For a predictive risk tool to be useful, however, it must be accurate [5], but no accuracy metrics were calculated when the AJRR risk calculator was developed nor has it been internally or externally validated [10]. The accuracy of predictive tools is evaluated by determining the extent to which individuals who experience the outcome have higher predicted risk of that outcome compared with those who do not (ie, discrimination) and by plotting the relationship between predicted risk and observed outcome rates (calibration), which ideally is positive and monotonic. The Veterans Health Administration (VHA) is the largest integrated health care system in the United States; more than 10,000 TJAs are performed at VHA facilities annually. Patients who are eligible for both Medicare and VA health benefits often use both options when seeking and receiving medical care. Because no healthcare system is representative of the entire Medicare population, it is important to evaluate the accuracy of the calculator in subsets of the target population. As part of our ongoing efforts to develop and validate predictive models for VA TJA patients [8], we constructed databases that offered an opportunity to externally validate the AJRR risk calculator with an entirely new set of Medicare-eligible patients (external validation).
The purpose of this study was to produce accuracy metrics (ie, discrimination, calibration) for the AJRR mortality calculator using data from Medicare-eligible patients undergoing TJA at the VHA.
Patients and Methods
Definitions
Assessing predictive model performance is complex and multidimensional, but three concepts are essential: discrimination, calibration, and internal/external validation.
Discrimination refers to the ability of a model to distinguish patients who experience an outcome from those who do not. Discrimination is often quantified by the C-statistic, which represents the probability that a patient who experienced an outcome (eg, 90-day mortality) would have a higher predicted probability than a randomly selected patient who did not experience that outcome. Generally, C-statistics can be interpreted as excellent (0.9–1), good (0.8–0.89), fair (0.7–0.79), poor (0.6–0.69), or fail/no discriminatory capacity (0.5–0.59) [7, 9]. However, because the C-statistic is based on rank, it has limitations and should be accompanied by other metrics of model accuracy, such as calibration.
A model’s calibration compares predicted and observed outcomes across the entire range of the data. Calibration is commonly visually represented and assessed by plotting observed versus predicted outcomes over equally sized deciles of risk. If outcome rates generally track monotonically along with predicted probabilities, calibration is considered good.
Finally, predictive models and tools must be validated. Most predictive models are developed with regression analysis, using demographic, clinical, and other preoperative variables to generate outcome estimates. When the number of predictors and interaction terms are large, and the number of events is small, it is possible to overfit the model to the data in which it was developed.
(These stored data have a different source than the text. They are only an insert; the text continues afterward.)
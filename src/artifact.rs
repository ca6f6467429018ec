use std::sync::OnceLock;

use chrono::Utc;
use regex::Regex;
use serde::{Deserialize, Serialize};
use uuid::Uuid;

use crate::error::ArtifactParseError;
use crate::session::Artifact;
use crate::stripper::RawArtifactBlock;

const DEFAULT_LANGUAGE: &str = "text";
const DEFAULT_TITLE: &str = "Untitled";

/// Artifact fields as parsed from markup or received on the wire, before the client
/// stamps them.
#[derive(Debug, Clone, Serialize, Deserialize, PartialEq)]
pub struct ArtifactPayload {
    #[serde(default)]
    pub id: Option<String>,
    pub language: String,
    pub title: String,
    pub code: String,
}

impl ArtifactPayload {
    /// Creation time is always the local detection instant.
    pub fn into_artifact(self) -> Artifact {
        Artifact {
            id: self.id.filter(|id| !id.trim().is_empty()).unwrap_or_else(|| Uuid::new_v4().to_string()),
            language: self.language,
            title: self.title,
            code: self.code,
            created_at: Utc::now(),
        }
    }
}

fn attr_re() -> &'static Regex {
    static RE: OnceLock<Regex> = OnceLock::new();
    RE.get_or_init(|| {
        Regex::new(r#"([A-Za-z_][\w-]*)\s*=\s*(?:"([^"]*)"|'([^']*)')"#).expect("valid attribute regex")
    })
}

#[derive(Debug, Clone, Copy)]
enum Element {
    Language,
    Title,
    Code,
}

impl Element {
    fn re(self) -> &'static Regex {
        static LANGUAGE: OnceLock<Regex> = OnceLock::new();
        static TITLE: OnceLock<Regex> = OnceLock::new();
        static CODE: OnceLock<Regex> = OnceLock::new();
        // Only elements leading the body are metadata; later tags are part of the code.
        let (cell, pattern) = match self {
            Self::Language => (&LANGUAGE, r"(?s)\A\s*<language>(.*?)</language>"),
            Self::Title => (&TITLE, r"(?s)\A\s*<title>(.*?)</title>"),
            Self::Code => (&CODE, r"(?s)\A\s*<code>(.*)</code>\s*\z"),
        };
        cell.get_or_init(|| Regex::new(pattern).expect("valid element regex"))
    }

    fn capture(self, body: &str) -> Option<String> {
        self.re().captures(body).and_then(|c| c.get(1)).map(|m| m.as_str().to_string())
    }

    /// Removes the element from the front of `body`, returning its content.
    fn take(self, body: &mut String) -> Option<String> {
        let value = self.capture(body.as_str())?;
        *body = self.re().replace(body.as_str(), "").into_owned();
        Some(value)
    }
}

fn attribute(open_tag: &str, key: &str) -> Option<String> {
    attr_re().captures_iter(open_tag).find_map(|c| {
        if c.get(1)?.as_str().eq_ignore_ascii_case(key) {
            c.get(2).or_else(|| c.get(3)).map(|m| m.as_str().to_string())
        } else {
            None
        }
    })
}

fn non_empty(value: Option<String>) -> Option<String> {
    value.map(|v| v.trim().to_string()).filter(|v| !v.is_empty())
}

/// Parses a completed block into artifact fields.
///
/// Metadata comes from the opening tag's `type`, `language` and `title` attributes,
/// or from `<language>`/`<title>` elements leading the body. A `<code>` element
/// wrapping the rest of the body holds the code; otherwise the rest is the code.
pub fn parse_artifact(block: &RawArtifactBlock) -> Result<ArtifactPayload, ArtifactParseError> {
    if let Some(kind) = non_empty(attribute(&block.open_tag, "type")) {
        if !kind.eq_ignore_ascii_case("code") {
            return Err(ArtifactParseError::UnsupportedType(kind));
        }
    }

    // Metadata elements never belong to the code, whether or not an attribute wins.
    let mut body = block.body.clone();
    let mut language_element = None;
    let mut title_element = None;
    loop {
        if language_element.is_none() {
            if let Some(value) = Element::Language.take(&mut body) {
                language_element = Some(value);
                continue;
            }
        }
        if title_element.is_none() {
            if let Some(value) = Element::Title.take(&mut body) {
                title_element = Some(value);
                continue;
            }
        }
        break;
    }

    let language = non_empty(attribute(&block.open_tag, "language"))
        .or_else(|| non_empty(language_element))
        .unwrap_or_else(|| DEFAULT_LANGUAGE.to_string());
    let title = non_empty(attribute(&block.open_tag, "title"))
        .or_else(|| non_empty(title_element))
        .unwrap_or_else(|| DEFAULT_TITLE.to_string());
    let code = Element::Code.capture(&body).unwrap_or(body);

    let code = code.trim().to_string();
    if code.is_empty() {
        return Err(ArtifactParseError::EmptyCode);
    }

    Ok(ArtifactPayload { id: None, language, title, code })
}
Overfitting, a well-known issue in predictive modeling, occurs when a statistical model or other means of generating predictions is too specific to the data in which it was developed, which leads to less-reliable predictions for new patients.
To protect against overfitting, developers often split their data into a learning sample in which the model is developed, and a test sample in which the model is validated. When developers hold some of the same dataset aside for testing, that is called internal validation. When developers or others test their models with an entirely different data source, that is called external validation. External validation provides more rigorous protection against overfitting and evaluates the generalizability of the model to new contexts and populations. In either case, the discrimination and calibration of the models when validated are the metrics by which prediction tools should be judged.
Study Design and Setting
Calculator Specifications and Implementation
The development of the AJRR online risk calculator and its implementation into a related app is described elsewhere [4]. Although the original model development involved logistic regression, the AJRR risk calculator is implemented with a lookup table, not with regression coefficients, to accommodate a very large number of interactions. The lookup table includes observed rates of 90-day mortality for patients matching more than 30,000 combinations of inputs that existed in the original Medicare datasets. For patterns of inputs without a match in the lookup table, the highest rate for mortality based on available combinations of conditions is returned [4].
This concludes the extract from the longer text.